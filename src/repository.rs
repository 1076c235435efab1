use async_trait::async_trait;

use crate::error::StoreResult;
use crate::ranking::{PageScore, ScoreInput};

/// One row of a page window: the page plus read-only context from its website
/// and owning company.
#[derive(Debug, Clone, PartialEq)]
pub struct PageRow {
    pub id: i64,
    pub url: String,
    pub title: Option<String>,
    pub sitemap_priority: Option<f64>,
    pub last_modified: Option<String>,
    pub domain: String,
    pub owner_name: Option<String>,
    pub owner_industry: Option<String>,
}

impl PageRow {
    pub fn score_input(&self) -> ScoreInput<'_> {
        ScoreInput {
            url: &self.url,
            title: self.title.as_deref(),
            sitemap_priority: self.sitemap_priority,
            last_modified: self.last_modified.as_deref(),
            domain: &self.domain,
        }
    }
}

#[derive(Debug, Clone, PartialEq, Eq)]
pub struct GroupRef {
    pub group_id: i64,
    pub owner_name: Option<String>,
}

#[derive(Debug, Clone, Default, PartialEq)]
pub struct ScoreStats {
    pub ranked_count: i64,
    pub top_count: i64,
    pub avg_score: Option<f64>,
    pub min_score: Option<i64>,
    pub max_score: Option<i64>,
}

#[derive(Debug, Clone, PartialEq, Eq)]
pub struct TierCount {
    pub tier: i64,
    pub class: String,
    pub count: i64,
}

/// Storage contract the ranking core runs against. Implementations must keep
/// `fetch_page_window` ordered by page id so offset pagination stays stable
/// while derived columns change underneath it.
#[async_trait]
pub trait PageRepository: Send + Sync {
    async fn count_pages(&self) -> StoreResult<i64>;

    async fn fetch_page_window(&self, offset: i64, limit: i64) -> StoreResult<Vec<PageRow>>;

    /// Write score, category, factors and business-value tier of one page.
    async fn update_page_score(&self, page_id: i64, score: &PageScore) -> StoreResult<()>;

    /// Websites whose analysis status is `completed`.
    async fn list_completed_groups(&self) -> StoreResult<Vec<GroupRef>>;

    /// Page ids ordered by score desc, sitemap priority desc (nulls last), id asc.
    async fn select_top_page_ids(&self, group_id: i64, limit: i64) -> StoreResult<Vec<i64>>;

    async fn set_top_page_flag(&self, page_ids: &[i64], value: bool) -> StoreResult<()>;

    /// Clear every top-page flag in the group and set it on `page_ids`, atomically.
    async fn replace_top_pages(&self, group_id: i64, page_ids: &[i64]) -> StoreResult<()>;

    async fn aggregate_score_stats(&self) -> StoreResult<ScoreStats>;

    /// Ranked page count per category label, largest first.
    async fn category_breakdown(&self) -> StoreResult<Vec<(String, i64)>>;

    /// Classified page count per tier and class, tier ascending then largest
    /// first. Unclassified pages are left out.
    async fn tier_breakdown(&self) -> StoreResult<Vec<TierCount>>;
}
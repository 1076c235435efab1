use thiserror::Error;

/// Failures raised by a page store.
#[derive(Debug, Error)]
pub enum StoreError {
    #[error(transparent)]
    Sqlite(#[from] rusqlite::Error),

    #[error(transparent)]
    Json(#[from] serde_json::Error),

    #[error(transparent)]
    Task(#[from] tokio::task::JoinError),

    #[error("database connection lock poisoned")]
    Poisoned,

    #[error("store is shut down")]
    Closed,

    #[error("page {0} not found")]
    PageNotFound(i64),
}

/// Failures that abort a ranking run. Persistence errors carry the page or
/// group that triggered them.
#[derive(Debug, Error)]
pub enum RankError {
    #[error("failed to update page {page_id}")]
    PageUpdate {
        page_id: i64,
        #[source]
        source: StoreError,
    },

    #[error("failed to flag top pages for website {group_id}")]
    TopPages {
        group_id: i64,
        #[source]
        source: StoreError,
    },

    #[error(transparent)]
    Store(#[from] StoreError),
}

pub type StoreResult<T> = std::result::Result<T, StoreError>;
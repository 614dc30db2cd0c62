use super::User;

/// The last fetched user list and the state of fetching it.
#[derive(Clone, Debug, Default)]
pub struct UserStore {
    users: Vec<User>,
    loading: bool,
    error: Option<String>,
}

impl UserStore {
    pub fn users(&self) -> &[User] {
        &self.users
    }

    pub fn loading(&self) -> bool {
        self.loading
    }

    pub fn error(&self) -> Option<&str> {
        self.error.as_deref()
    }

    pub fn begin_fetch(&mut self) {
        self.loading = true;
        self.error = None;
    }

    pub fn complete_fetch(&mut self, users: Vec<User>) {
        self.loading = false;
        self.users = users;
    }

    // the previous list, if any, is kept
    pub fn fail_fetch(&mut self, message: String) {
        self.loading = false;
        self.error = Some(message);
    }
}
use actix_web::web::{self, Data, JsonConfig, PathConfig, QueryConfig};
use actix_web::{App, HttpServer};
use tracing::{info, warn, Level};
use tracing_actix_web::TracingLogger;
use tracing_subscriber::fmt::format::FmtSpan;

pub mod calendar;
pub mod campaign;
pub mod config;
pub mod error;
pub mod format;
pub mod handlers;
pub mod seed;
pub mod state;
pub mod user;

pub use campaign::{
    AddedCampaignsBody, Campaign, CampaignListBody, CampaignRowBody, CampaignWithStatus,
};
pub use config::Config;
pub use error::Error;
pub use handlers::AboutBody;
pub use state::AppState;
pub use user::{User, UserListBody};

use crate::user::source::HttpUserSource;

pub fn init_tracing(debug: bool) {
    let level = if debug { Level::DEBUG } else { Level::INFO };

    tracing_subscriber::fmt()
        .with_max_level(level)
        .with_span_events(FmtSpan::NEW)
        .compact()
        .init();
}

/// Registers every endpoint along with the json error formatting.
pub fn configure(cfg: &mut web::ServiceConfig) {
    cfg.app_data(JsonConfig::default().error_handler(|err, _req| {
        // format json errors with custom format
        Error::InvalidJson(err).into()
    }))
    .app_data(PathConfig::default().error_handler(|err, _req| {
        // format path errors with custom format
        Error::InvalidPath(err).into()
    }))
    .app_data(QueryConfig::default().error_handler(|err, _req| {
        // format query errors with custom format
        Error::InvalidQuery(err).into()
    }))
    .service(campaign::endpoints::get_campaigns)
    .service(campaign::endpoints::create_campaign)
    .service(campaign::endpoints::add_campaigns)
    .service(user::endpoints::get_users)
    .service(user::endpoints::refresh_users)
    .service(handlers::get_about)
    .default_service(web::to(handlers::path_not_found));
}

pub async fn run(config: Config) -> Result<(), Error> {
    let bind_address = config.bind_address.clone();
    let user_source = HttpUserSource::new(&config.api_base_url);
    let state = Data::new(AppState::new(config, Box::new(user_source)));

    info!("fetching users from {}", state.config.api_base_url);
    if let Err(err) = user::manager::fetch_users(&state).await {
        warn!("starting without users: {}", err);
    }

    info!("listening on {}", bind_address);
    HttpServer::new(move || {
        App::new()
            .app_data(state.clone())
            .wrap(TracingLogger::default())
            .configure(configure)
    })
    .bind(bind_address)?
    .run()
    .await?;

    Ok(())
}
************
▶ **What to work on**: Could you print the material above once more, exactly as it stands?

▶ **Answer space**:
filename src/repository.rs
repository 1076c235435efab1
use async_trait::async_trait;

use crate::error::StoreResult;
use crate::ranking::{PageScore, ScoreInput};

/// One row of a page window: the page plus read-only context from its website
/// and owning company.
#[derive(Debug, Clone, PartialEq)]
pub struct PageRow {
    pub id: i64,
    pub url: String,
    pub title: Option<String>,
    pub sitemap_priority: Option<f64>,
    pub last_modified: Option<String>,
    pub domain: String,
    pub owner_name: Option<String>,
    pub owner_industry: Option<String>,
}

impl PageRow {
    pub fn score_input(&self) -> ScoreInput<'_> {
        ScoreInput {
            url: &self.url,
            title: self.title.as_deref(),
            sitemap_priority: self.sitemap_priority,
            last_modified: self.last_modified.as_deref(),
            domain: &self.domain,
        }
    }
}

#[derive(Debug, Clone, PartialEq, Eq)]
pub struct GroupRef {
    pub group_id: i64,
    pub owner_name: Option<String>,
}

#[derive(Debug, Clone, Default, PartialEq)]
pub struct ScoreStats {
    pub ranked_count: i64,
    pub top_count: i64,
    pub avg_score: Option<f64>,
    pub min_score: Option<i64>,
    pub max_score: Option<i64>,
}

#[derive(Debug, Clone, PartialEq, Eq)]
pub struct TierCount {
    pub tier: i64,
    pub class: String,
    pub count: i64,
}

/// Storage contract the ranking core runs against. Implementations must keep
/// `fetch_page_window` ordered by page id so offset pagination stays stable
/// while derived columns change underneath it.
#[async_trait]
pub trait PageRepository: Send + Sync {
    async fn count_pages(&self) -> StoreResult<i64>;

    async fn fetch_page_window(&self, offset: i64, limit: i64) -> StoreResult<Vec<PageRow>>;

    /// Write score, category, factors and business-value tier of one page.
    async fn update_page_score(&self, page_id: i64, score: &PageScore) -> StoreResult<()>;

    /// Websites whose analysis status is `completed`.
    async fn list_completed_groups(&self) -> StoreResult<Vec<GroupRef>>;

    /// Page ids ordered by score desc, sitemap priority desc (nulls last), id asc.
    async fn select_top_page_ids(&self, group_id: i64, limit: i64) -> StoreResult<Vec<i64>>;

    async fn set_top_page_flag(&self, page_ids: &[i64], value: bool) -> StoreResult<()>;

    /// Clear every top-page flag in the group and set it on `page_ids`, atomically.
    async fn replace_top_pages(&self, group_id: i64, page_ids: &[i64]) -> StoreResult<()>;

    async fn aggregate_score_stats(&self) -> StoreResult<ScoreStats>;

    /// Ranked page count per category label, largest first.
    async fn category_breakdown(&self) -> StoreResult<Vec<(String, i64)>>;

    /// Classified page count per tier and class, tier ascending then largest
    /// first. Unclassified pages are left out.
    async fn tier_breakdown(&self) -> StoreResult<Vec<TierCount>>;
}
repository 1076c235435efab1
use thiserror::Error;

/// Failures raised by a page store.
#[derive(Debug, Error)]
pub enum StoreError {
    #[error(transparent)]
    Sqlite(#[from] rusqlite::Error),

    #[error(transparent)]
    Json(#[from] serde_json::Error),

    #[error(transparent)]
    Task(#[from] tokio::task::JoinError),

    #[error("database connection lock poisoned")]
    Poisoned,

    #[error("store is shut down")]
    Closed,

    #[error("page {0} not found")]
    PageNotFound(i64),
}

/// Failures that abort a ranking run. Persistence errors carry the page or
/// group that triggered them.
#[derive(Debug, Error)]
pub enum RankError {
    #[error("failed to update page {page_id}")]
    PageUpdate {
        page_id: i64,
        #[source]
        source: StoreError,
    },

    #[error("failed to flag top pages for website {group_id}")]
    TopPages {
        group_id: i64,
        #[source]
        source: StoreError,
    },

    #[error(transparent)]
    Store(#[from] StoreError),
}

pub type StoreResult<T> = std::result::Result<T, StoreError>;
repository 614dc30db2cd0c62
use super::User;

/// The last fetched user list and the state of fetching it.
#[derive(Clone, Debug, Default)]
pub struct UserStore {
    users: Vec<User>,
    loading: bool,
    error: Option<String>,
}

impl UserStore {
    pub fn users(&self) -> &[User] {
        &self.users
    }

    pub fn loading(&self) -> bool {
        self.loading
    }

    pub fn error(&self) -> Option<&str> {
        self.error.as_deref()
    }

    pub fn begin_fetch(&mut self) {
        self.loading = true;
        self.error = None;
    }

    pub fn complete_fetch(&mut self, users: Vec<User>) {
        self.loading = false;
        self.users = users;
    }

    // the previous list, if any, is kept
    pub fn fail_fetch(&mut self, message: String) {
        self.loading = false;
        self.error = Some(message);
    }
}
use actix_web::web::{self, Data, JsonConfig, PathConfig, QueryConfig};
use actix_web::{App, HttpServer};
use tracing::{info, warn, Level};
use tracing_actix_web::TracingLogger;
use tracing_subscriber::fmt::format::FmtSpan;

pub mod calendar;
pub mod campaign;
pub mod config;
pub mod error;
pub mod format;
pub mod handlers;
pub mod seed;
pub mod state;
pub mod user;

pub use campaign::{
    AddedCampaignsBody, Campaign, CampaignListBody, CampaignRowBody, CampaignWithStatus,
};
pub use config::Config;
pub use error::Error;
pub use handlers::AboutBody;
pub use state::AppState;
pub use user::{User, UserListBody};

use crate::user::source::HttpUserSource;

pub fn init_tracing(debug: bool) {
    let level = if debug { Level::DEBUG } else { Level::INFO };

    tracing_subscriber::fmt()
        .with_max_level(level)
        .with_span_events(FmtSpan::NEW)
        .compact()
        .init();
}

/// Registers every endpoint along with the json error formatting.
pub fn configure(cfg: &mut web::ServiceConfig) {
    cfg.app_data(JsonConfig::default().error_handler(|err, _req| {
        // format json errors with custom format
        Error::InvalidJson(err).into()
    }))
    .app_data(PathConfig::default().error_handler(|err, _req| {
        // format path errors with custom format
        Error::InvalidPath(err).into()
    }))
    .app_data(QueryConfig::default().error_handler(|err, _req| {
        // format query errors with custom format
        Error::InvalidQuery(err).into()
    }))
    .service(campaign::endpoints::get_campaigns)
    .service(campaign::endpoints::create_campaign)
    .service(campaign::endpoints::add_campaigns)
    .service(user::endpoints::get_users)
    .service(user::endpoints::refresh_users)
    .service(handlers::get_about)
    .default_service(web::to(handlers::path_not_found));
}

pub async fn run(config: Config) -> Result<(), Error> {
    let bind_address = config.bind_address.clone();
    let user_source = HttpUserSource::new(&config.api_base_url);
    let state = Data::new(AppState::new(config, Box::new(user_source)));

    info!("fetching users from {}", state.config.api_base_url);
    if let Err(err) = user::manager::fetch_users(&state).await {
        warn!("starting without users: {}", err);
    }

    info!("listening on {}", bind_address);
    HttpServer::new(move || {
        App::new()
            .app_data(state.clone())
            .wrap(TracingLogger::default())
            .configure(configure)
    })
    .bind(bind_address)?
    .run()
    .await?;

    Ok(())
}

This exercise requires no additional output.